[Stored items]
□ □ □ □ □

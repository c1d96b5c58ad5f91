use crate::config::types::Config;
use crate::config::validation::validate;
use crate::ConfigError;
use sha2::{Digest, Sha256};
use std::path::Path;

/// Loads, parses and validates a TOML configuration file
pub fn load_config(path: &Path) -> Result<Config, ConfigError> {
    let content = std::fs::read_to_string(path)?;
    let config: Config = toml::from_str(&content)?;
    validate(&config)?;
    Ok(config)
}

/// Computes a SHA-256 hash of the configuration file content
///
/// Logged at startup so interrupted runs can be matched against the
/// exact configuration that produced them.
pub fn compute_config_hash(path: &Path) -> Result<String, ConfigError> {
    let content = std::fs::read_to_string(path)?;
    let mut hasher = Sha256::new();
    hasher.update(content.as_bytes());
    Ok(hex::encode(hasher.finalize()))
}

/// Loads a configuration and returns both the config and its hash
pub fn load_config_with_hash(path: &Path) -> Result<(Config, String), ConfigError> {
    let config = load_config(path)?;
    let hash = compute_config_hash(path)?;
    Ok((config, hash))
}

#[cfg(test)]
mod tests {
    use super::*;
    use std::io::Write;
    use tempfile::NamedTempFile;

    fn create_temp_config(content: &str) -> NamedTempFile {
        let mut file = NamedTempFile::new().unwrap();
        file.write_all(content.as_bytes()).unwrap();
        file.flush().unwrap();
        file
    }

    const MINIMAL_CONFIG: &str = r#"
[site]
listing-url-template = "https://example.com/nha-dat-ban/p{page}"

[crawl]
start-page = 1
end-page = 50
"#;

    #[test]
    fn test_load_minimal_config_applies_defaults() {
        let file = create_temp_config(MINIMAL_CONFIG);
        let config = load_config(file.path()).unwrap();

        assert_eq!(config.crawl.start_page, 1);
        assert_eq!(config.crawl.end_page, 50);
        assert_eq!(config.crawl.empty_page_threshold, 3);
        assert_eq!(config.site.item_marker, "/ban-");
        assert_eq!(config.fetch.max_retries, 2);
        assert_eq!(config.pacing.page_pause.min_secs, 5.0);
        assert_eq!(config.pacing.page_pause.max_secs, 12.0);
        assert_eq!(config.output.links_path, "real_estate_links.csv");
    }

    #[test]
    fn test_load_full_config() {
        let content = r#"
[site]
listing-url-template = "https://example.com/p{page}"
item-marker = "/sale-"

[crawl]
start-page = 1621
end-page = 9000
empty-page-threshold = 5

[fetch]
user-agent = "TestAgent/1.0"
timeout-secs = 10
ready-timeout-secs = 5
ready-poll-secs = 1
max-retries = 4

[pacing]
listing-fetch = { min-secs = 0.1, max-secs = 0.2 }
item-fetch = { min-secs = 0.1, max-secs = 0.2 }
page-pause = { min-secs = 0.5, max-secs = 1.0 }
retry-backoff = { min-secs = 0.5, max-secs = 1.0 }

[output]
links-path = "links.csv"
details-path = "details.csv"
"#;
        let file = create_temp_config(content);
        let config = load_config(file.path()).unwrap();

        assert_eq!(config.site.item_marker, "/sale-");
        assert_eq!(config.crawl.empty_page_threshold, 5);
        assert_eq!(config.fetch.max_retries, 4);
        assert_eq!(config.pacing.retry_backoff.max_secs, 1.0);
        assert_eq!(config.output.details_path, "details.csv");
    }

    #[test]
    fn test_listing_url_substitutes_page() {
        let file = create_temp_config(MINIMAL_CONFIG);
        let config = load_config(file.path()).unwrap();
        assert_eq!(
            config.listing_url(7),
            "https://example.com/nha-dat-ban/p7"
        );
    }

    #[test]
    fn test_load_config_with_invalid_path() {
        let result = load_config(Path::new("/nonexistent/harvest.toml"));
        assert!(result.is_err());
    }

    #[test]
    fn test_load_config_with_invalid_toml() {
        let file = create_temp_config("this is not valid TOML {{{");
        assert!(load_config(file.path()).is_err());
    }

    #[test]
    fn test_load_config_with_validation_error() {
        let content = r#"
[site]
listing-url-template = "https://example.com/p{page}"

[crawl]
start-page = 10
end-page = 5
"#;
        let file = create_temp_config(content);
        let result = load_config(file.path());
        assert!(matches!(result.unwrap_err(), ConfigError::Validation(_)));
    }

    #[test]
    fn test_compute_config_hash_is_stable() {
        let file = create_temp_config("same content");
        let hash1 = compute_config_hash(file.path()).unwrap();
        let hash2 = compute_config_hash(file.path()).unwrap();
        assert_eq!(hash1, hash2);
        assert_eq!(hash1.len(), 64);
    }

    #[test]
    fn test_different_content_different_hash() {
        let file1 = create_temp_config("content 1");
        let file2 = create_temp_config("content 2");
        assert_ne!(
            compute_config_hash(file1.path()).unwrap(),
            compute_config_hash(file2.path()).unwrap()
        );
    }
}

□ □ □ □ □

What to do:
Determine the number of lines in the preceding data that contain the word "crate". Reply with that number only.

Response to the task:
3